Por @Alvy — 21 de abril de 2018

RobotsEvo

Bajo el interesante título de The Surprising Creativity of Digital Evolution la gente de Improble Research –sí, los de los Premios Ig Nobel– ha recogido decenas de anécdotas e historias tan divertidas como reales sobre la «vida artificial» y los desvariados efectos de la evolución. Es el «más vale maña que fuerza» llevado al extremo.

Casi todas las anécdotas proceden del trabajo con simulaciones, entornos virtuales e inteligencia artificial. En muchos de esos sistemas la evolución juega un papel importante: los algoritmos e ideas más aptas sobreviven en siguientes generaciones. Pero cuando los programadores son flexibles, se dejan bugs o no definen con precisión los objetivos o tareas a resolver, pueden suceder cosas muy divertidas.

Los algoritmos evolutivos persiguen un objetivo (ej. «encontrar la salida de un laberinto») modificando ciertas técnicas (ej. «si no hay salida, volver y girar») en a base de ciclos de «evaluar, evolucionar, repetir». Normalmente consiguen en poco tiempo mejorar los sistemas para las tareas encomendadas. Ahora bien, si la evolución generalmente aleatoria hace algo inesperado (por ejemplo, que un ratón robótico «salte los muros del laberinto») se puede conseguir el objetivo aunque no de la forma en que espera el investigador. Es algo un poco mágico, «genial» y desconcertante – pero puede llegar a ser inquietante a la vez.
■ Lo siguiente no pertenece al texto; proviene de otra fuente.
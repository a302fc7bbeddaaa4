use std::time::Duration;

use anyhow::{Context, Result};
use sqlx::postgres::PgPoolOptions;
use sqlx::PgPool;
use tracing::info;

const MAX_CONNECTIONS: u32 = 10;
const ACQUIRE_TIMEOUT: Duration = Duration::from_secs(10);

/// Opens the PostgreSQL pool backing the document store.
pub async fn create_pool(database_url: &str) -> Result<PgPool> {
    info!("Connecting to document store (PostgreSQL)...");

    let pool = PgPoolOptions::new()
        .max_connections(MAX_CONNECTIONS)
        .acquire_timeout(ACQUIRE_TIMEOUT)
        .connect(database_url)
        .await
        .context("failed to connect to the document store database")?;

    info!(max_connections = MAX_CONNECTIONS, "Document store pool established");
    Ok(pool)
}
Entre los ejemplos que se mencionan en el trabajo están todos estos, a cual más curioso y divertido:

  • En organismos geométricos en los que se medía su «capacidad para desplazarse» según la distancia que eran capaces de recorrer en diez segundos en vez de evolucionar pies o movimientos para reptar surgieron seres altos y rígidos que se desequilibraban y caían lejos de la posición inicial al instante. Lo llamaron «la evolución hasta caminar saltando en pértiga»
  • Un algoritmo para revistar algoritmos de ordenación de listas «escritos por humanos» aprendió a reprogramarlos para que borraran las listas. Como una lista vacía siempre está ordenada, objetivo cumplido.
  • Otro algoritmo para asociar ciertos alimentos con «comestible» o «venenoso» aprendió a acertar siempre sin siquiera fijarse en qué alimentos eran: había descubierto que durante el entrenamiento siempre alternaban uno comestible con otro venenoso, así que dio con la pauta perfecta – hasta que lo arreglaron mezclándolos al azar.
  • Unas criaturas digitales que intentaban optimizar sus movimientos gastando la menor cantidad posible de energía aprendieron a aprovechar los errores de redondeo de los cálculos para obtener una especie de «energía gratis» mediante unos movimientos poco intuitivos. Eran imaginarios pero prácticos a la vez – al menos en su mundo simulado.
  • Un algoritmo para diseñar lentes óptimas de forma «evolutiva» resultó ser sobre el papel capaz de mejorar dos veces la resolución de ciertas cámaras. El problema es que proponía fabricar lentes de 20 metros de diámetro y no sería muy práctico para llevarlas encima.
  • Un algoritmo capaz de jugar al cinco-en-raya en un «tablero infinito» ganó en un torneo a todos los contrincantes. Simplemente había aprendido que si jugaba sus movimientos muy, muy, muy lejos los demás programas solían quedarse sin memoria y fallar, ganando así la partida.
  • En un problema simulado sobre cómo aterrizar un avión mediante un cable aplicando ciertas fuerzas en momentos muy determinados un algoritmo evolutivo propuso una fórmula que resultaba en una «fuerza g cero» para el ocupante. Ideal. Pero en realidad lo lograba aplicando una fuerza descomunal al principio del aterrizaje, que destrozaría al avión y al piloto en la práctica – aunque en el software de la simulación se producía un error de cálculo y el resultado era un «cero», el valor considerado perfecto.
  • En un robot de seis patas [foto] el algoritmo evolutivo para caminar «premiaba» la menor cantidad de tiempo de contacto posible con el suelo de las patas. De ese modo podía caminar incluso con una pata dañada. En las simulaciones el robot aprendió un buen día a darse la vuelta y arrastrarse de espaldas lo que contabilizaba el tiempo de contacto de cada pata como «cero».